> **PROBLEM DESCRIPTION**: Count how many lines in the entries below hold "single". Only the number belongs in the answer.

> **SUPPLIED DATA**:
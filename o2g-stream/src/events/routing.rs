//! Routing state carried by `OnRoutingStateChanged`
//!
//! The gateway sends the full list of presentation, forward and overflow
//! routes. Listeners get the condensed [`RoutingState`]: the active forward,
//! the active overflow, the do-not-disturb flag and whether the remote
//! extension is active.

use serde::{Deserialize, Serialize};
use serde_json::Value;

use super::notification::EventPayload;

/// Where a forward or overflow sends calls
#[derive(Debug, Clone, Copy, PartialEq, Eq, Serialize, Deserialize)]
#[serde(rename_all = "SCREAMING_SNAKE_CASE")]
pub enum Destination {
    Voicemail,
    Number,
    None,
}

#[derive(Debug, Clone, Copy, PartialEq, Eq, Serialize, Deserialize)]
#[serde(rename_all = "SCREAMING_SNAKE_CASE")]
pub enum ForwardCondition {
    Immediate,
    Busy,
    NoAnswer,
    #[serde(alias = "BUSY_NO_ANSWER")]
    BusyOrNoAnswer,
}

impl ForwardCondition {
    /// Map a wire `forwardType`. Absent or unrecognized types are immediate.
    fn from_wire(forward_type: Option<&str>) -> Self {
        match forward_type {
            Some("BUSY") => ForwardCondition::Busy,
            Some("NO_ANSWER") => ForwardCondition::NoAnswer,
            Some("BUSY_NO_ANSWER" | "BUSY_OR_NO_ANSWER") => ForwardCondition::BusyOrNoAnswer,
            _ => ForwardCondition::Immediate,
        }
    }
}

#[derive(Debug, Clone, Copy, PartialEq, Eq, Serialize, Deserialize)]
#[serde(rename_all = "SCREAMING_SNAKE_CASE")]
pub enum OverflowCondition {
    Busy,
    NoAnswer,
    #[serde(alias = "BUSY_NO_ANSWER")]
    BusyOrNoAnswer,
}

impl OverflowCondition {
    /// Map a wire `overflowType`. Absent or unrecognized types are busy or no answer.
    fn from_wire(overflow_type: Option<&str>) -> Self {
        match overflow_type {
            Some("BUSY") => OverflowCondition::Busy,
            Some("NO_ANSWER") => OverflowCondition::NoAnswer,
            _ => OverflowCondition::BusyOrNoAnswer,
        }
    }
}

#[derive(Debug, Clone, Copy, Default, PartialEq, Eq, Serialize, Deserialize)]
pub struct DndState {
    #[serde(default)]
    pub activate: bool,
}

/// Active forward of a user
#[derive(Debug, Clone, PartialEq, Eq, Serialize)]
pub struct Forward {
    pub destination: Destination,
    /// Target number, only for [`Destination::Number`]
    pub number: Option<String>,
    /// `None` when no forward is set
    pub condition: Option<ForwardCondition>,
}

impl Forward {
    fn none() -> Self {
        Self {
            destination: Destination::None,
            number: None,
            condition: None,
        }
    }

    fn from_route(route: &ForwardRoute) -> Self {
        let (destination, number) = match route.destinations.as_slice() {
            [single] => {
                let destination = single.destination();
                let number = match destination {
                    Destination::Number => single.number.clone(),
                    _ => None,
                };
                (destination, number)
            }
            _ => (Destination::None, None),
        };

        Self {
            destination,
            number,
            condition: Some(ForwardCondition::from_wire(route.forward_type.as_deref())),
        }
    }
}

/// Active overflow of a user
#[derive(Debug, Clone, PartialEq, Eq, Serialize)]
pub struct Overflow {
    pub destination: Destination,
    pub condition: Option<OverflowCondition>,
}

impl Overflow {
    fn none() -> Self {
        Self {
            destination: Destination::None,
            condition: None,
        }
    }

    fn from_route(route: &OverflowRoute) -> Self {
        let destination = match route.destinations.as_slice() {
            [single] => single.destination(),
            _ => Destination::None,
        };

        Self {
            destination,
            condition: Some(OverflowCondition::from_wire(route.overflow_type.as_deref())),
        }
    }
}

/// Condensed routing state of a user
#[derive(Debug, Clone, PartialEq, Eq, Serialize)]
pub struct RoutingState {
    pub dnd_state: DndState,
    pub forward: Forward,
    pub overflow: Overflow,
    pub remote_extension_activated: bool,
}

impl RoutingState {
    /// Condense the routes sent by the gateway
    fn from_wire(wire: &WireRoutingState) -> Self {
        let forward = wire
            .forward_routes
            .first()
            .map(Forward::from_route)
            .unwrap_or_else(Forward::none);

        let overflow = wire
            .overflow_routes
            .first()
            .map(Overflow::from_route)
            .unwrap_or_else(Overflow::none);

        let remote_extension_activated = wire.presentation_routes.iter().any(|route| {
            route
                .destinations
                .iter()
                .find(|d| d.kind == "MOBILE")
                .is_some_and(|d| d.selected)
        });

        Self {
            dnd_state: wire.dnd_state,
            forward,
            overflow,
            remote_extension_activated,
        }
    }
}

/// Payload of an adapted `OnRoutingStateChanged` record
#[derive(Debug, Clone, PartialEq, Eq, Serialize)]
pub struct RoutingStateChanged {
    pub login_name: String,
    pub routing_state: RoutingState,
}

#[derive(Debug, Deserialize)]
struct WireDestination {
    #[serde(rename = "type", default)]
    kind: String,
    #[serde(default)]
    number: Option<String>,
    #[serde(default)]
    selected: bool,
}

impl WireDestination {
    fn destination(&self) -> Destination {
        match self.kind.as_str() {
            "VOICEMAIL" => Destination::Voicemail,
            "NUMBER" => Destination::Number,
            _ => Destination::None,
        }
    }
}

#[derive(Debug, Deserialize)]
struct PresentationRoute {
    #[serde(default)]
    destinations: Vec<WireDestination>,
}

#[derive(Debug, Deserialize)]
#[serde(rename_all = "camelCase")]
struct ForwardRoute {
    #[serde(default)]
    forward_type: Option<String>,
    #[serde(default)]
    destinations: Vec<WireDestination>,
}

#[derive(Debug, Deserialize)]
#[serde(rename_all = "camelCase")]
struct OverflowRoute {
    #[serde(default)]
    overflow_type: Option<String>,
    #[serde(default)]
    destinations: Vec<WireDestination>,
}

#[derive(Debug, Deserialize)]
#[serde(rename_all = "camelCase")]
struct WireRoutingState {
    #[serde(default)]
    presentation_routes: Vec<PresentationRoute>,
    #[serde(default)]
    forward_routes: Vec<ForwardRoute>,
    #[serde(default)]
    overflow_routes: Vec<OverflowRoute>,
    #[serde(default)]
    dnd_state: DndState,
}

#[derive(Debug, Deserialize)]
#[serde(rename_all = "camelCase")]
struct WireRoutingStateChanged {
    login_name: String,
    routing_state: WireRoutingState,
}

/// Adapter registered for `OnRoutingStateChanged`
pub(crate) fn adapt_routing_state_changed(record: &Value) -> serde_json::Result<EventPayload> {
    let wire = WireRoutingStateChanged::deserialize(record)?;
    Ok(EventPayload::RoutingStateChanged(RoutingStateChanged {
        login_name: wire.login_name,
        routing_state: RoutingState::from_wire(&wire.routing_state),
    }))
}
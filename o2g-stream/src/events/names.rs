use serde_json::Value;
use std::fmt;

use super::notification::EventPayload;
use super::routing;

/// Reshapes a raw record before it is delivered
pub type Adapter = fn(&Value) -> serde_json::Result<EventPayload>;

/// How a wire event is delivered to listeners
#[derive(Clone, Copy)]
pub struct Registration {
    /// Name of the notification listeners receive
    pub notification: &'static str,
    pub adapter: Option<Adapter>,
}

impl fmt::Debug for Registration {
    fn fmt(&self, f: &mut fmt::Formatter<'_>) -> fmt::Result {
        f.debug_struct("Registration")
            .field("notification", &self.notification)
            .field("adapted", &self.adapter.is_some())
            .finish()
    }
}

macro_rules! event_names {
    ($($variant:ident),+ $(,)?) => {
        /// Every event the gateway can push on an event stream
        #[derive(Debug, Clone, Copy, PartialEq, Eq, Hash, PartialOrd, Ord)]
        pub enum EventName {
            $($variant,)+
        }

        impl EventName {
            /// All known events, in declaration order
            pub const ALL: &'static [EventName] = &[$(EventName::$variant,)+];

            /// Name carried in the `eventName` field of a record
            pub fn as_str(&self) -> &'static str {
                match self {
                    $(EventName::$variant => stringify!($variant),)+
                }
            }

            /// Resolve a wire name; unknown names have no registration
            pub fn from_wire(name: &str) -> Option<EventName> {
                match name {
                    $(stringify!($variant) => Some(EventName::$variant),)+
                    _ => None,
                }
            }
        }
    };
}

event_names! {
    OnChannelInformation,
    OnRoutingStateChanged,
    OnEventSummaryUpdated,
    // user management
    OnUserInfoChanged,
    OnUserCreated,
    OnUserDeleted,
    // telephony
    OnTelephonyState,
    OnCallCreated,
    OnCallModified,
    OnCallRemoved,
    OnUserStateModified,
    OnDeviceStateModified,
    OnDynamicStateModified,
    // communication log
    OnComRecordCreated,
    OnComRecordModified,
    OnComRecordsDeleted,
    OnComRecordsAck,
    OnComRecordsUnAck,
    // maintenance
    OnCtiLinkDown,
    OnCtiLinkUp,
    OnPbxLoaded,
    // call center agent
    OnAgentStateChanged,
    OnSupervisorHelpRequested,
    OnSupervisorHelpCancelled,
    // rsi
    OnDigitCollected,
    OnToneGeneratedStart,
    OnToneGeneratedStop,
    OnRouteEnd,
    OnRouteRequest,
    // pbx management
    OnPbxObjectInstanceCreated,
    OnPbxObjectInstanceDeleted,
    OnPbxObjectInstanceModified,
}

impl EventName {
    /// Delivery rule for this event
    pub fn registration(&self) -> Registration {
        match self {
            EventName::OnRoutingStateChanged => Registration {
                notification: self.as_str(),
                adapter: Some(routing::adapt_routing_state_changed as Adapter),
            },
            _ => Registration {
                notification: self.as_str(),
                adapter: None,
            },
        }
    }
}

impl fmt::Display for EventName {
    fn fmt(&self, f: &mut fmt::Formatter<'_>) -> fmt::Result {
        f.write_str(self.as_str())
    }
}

> **ANSWER TO THIS EXERCISE**: 4